-- EXERCISE DETAILS --
Look through the listing below, and wherever a line has the string "QueryHistoryRow", copy it.

-- DATA FOR REVIEW --
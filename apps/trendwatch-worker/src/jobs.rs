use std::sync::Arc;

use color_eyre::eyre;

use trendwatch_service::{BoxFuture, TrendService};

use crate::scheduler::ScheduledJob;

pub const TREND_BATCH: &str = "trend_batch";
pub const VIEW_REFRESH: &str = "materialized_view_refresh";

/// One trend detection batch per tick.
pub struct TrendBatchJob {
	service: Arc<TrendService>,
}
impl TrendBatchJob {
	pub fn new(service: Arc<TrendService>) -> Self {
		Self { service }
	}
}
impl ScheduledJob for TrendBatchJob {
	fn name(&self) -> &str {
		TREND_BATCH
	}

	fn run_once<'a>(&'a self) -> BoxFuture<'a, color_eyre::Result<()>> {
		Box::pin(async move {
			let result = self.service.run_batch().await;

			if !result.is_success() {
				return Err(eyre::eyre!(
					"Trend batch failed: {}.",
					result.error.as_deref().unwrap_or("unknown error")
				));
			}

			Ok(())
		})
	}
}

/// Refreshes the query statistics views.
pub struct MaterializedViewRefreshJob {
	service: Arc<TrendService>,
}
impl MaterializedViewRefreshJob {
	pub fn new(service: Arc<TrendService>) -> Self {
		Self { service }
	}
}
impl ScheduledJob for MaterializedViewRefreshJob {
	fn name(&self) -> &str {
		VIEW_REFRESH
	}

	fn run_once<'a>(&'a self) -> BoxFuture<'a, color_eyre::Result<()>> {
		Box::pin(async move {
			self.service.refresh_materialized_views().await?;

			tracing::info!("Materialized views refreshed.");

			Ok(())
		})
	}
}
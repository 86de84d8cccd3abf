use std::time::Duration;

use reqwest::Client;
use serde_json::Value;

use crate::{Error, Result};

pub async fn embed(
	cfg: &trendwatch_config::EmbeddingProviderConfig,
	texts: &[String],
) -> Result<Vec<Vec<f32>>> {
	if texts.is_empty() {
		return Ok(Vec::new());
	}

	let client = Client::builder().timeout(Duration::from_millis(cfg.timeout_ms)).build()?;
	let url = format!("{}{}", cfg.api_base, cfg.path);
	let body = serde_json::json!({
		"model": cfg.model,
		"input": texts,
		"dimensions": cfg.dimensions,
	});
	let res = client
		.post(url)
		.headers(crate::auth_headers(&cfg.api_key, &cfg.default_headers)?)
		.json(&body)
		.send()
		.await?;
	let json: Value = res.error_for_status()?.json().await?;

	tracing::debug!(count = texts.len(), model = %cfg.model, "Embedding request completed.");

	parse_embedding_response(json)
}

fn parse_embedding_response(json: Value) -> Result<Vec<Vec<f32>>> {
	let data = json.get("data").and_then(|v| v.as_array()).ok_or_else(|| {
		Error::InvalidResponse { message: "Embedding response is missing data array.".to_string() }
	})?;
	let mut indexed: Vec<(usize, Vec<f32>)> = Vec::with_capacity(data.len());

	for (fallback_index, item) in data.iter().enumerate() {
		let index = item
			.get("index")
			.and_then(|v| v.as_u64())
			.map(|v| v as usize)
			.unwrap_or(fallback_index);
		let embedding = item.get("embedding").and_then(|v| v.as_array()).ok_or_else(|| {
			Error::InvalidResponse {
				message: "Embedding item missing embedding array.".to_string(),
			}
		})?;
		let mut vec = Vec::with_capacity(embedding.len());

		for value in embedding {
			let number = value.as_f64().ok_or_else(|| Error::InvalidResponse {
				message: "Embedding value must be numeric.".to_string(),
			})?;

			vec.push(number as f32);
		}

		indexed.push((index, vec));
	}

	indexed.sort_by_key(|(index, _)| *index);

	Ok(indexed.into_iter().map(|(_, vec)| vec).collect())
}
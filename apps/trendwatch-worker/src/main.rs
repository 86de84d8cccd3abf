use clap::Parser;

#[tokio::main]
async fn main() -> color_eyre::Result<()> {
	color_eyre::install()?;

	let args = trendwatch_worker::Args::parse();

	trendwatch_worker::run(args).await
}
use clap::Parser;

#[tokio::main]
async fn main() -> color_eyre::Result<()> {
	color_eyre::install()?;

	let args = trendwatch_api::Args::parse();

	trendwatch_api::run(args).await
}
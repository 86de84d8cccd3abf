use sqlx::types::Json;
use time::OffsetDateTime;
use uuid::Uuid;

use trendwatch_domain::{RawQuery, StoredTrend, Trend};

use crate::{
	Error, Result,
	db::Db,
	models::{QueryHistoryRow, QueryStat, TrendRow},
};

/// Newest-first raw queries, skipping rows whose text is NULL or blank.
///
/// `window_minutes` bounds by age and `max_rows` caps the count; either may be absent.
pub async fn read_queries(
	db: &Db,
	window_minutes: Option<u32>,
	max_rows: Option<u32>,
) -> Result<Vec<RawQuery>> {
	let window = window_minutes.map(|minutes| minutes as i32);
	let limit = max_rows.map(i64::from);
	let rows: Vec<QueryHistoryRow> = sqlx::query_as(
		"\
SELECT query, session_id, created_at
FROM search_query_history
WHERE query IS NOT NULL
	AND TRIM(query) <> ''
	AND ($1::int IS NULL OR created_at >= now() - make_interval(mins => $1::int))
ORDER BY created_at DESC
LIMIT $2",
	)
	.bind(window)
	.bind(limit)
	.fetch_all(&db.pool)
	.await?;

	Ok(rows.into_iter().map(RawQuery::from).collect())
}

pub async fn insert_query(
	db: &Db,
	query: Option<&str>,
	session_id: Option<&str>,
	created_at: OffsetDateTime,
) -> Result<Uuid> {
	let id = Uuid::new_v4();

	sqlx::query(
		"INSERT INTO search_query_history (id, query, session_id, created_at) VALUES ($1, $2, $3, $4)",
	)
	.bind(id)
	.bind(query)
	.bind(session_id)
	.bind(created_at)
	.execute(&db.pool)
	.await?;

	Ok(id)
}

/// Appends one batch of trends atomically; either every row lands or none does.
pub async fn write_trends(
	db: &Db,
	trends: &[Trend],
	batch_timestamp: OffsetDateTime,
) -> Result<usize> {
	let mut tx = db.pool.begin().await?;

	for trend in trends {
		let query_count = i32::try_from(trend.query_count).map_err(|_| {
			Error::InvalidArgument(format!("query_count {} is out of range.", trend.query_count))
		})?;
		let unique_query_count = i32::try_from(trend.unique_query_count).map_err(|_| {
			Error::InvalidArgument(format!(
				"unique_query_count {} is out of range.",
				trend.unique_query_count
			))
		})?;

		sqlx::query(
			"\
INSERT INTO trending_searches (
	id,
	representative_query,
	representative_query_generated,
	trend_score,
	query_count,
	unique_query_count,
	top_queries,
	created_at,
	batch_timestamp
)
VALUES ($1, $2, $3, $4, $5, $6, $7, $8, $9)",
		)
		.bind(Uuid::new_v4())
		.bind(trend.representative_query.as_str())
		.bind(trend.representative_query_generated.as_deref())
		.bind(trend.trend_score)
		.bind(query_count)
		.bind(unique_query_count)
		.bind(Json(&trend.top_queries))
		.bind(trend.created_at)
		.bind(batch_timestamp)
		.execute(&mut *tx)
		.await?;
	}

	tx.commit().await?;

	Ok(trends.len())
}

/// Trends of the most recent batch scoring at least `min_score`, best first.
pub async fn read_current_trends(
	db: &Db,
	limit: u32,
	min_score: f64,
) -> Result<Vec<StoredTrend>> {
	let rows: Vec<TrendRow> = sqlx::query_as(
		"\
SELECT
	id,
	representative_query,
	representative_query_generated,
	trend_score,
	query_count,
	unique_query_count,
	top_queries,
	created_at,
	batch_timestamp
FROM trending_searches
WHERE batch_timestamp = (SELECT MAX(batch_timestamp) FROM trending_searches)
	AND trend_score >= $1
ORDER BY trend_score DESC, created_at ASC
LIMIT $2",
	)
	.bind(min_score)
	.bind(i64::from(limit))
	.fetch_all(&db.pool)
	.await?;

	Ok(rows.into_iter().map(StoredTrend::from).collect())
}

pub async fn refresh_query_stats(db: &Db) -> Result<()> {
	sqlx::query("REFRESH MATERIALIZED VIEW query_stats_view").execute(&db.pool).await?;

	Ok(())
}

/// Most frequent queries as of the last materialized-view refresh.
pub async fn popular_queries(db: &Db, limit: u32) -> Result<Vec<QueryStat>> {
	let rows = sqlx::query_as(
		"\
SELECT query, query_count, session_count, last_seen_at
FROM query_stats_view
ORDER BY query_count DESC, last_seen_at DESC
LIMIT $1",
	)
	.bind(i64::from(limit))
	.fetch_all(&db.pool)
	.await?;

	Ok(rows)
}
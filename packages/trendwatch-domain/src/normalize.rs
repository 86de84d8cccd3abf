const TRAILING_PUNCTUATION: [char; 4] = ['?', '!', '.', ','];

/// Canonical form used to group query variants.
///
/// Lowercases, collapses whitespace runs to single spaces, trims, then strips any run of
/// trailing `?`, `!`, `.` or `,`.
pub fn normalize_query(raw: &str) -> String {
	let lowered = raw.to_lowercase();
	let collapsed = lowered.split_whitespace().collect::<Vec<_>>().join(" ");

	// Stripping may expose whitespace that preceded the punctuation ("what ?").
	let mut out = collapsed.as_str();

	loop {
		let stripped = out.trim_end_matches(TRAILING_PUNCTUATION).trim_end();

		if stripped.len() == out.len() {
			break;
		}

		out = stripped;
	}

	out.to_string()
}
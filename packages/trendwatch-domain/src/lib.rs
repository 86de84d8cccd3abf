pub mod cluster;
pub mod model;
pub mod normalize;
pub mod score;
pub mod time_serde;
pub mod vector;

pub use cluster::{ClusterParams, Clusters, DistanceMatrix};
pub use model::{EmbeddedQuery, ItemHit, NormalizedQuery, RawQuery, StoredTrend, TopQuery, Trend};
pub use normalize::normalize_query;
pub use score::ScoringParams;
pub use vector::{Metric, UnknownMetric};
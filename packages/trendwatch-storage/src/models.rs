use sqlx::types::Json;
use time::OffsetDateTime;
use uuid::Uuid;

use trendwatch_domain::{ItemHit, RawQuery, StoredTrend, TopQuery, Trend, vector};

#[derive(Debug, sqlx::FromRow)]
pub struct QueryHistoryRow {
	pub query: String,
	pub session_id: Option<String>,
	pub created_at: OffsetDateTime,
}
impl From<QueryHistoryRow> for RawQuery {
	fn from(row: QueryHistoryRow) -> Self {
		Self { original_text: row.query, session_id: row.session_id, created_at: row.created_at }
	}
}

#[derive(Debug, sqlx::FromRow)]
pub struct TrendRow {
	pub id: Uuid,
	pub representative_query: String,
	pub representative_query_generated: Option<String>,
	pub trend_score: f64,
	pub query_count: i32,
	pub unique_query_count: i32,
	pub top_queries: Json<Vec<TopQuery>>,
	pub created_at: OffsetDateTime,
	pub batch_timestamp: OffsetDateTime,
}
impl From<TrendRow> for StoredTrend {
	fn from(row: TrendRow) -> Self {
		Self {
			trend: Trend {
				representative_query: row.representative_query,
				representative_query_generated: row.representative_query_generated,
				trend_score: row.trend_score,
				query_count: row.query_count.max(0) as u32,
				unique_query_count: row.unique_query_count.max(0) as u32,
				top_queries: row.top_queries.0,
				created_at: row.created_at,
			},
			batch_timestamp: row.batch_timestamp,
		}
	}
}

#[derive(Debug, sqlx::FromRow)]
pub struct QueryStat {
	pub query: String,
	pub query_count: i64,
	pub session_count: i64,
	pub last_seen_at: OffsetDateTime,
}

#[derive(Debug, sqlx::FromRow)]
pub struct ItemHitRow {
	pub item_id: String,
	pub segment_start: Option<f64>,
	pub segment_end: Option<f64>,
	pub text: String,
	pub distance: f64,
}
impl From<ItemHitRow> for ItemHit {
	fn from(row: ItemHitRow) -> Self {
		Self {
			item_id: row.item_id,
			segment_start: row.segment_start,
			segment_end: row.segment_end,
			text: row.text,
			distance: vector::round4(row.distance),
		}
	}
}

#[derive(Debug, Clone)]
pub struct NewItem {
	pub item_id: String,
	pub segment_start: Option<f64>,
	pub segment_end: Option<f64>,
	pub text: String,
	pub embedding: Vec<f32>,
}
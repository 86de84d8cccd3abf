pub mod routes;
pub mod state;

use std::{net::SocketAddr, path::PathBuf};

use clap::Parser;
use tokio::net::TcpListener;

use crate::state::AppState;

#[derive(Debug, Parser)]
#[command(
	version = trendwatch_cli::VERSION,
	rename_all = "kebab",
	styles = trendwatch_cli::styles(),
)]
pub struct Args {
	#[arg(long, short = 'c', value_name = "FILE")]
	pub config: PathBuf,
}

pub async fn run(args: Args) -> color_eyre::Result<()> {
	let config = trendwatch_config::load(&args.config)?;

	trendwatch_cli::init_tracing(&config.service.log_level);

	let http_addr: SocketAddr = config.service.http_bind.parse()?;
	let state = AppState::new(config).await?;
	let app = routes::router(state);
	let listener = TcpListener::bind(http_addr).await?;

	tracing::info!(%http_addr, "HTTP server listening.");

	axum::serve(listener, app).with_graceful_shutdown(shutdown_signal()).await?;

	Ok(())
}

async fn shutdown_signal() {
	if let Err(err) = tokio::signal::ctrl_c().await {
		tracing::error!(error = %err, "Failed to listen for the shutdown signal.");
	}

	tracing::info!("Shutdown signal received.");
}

-- THE COMPLETED TASK --
	models::{QueryHistoryRow, QueryStat, TrendRow},
	let rows: Vec<QueryHistoryRow> = sqlx::query_as(
pub struct QueryHistoryRow {
impl From<QueryHistoryRow> for RawQuery {
	fn from(row: QueryHistoryRow) -> Self {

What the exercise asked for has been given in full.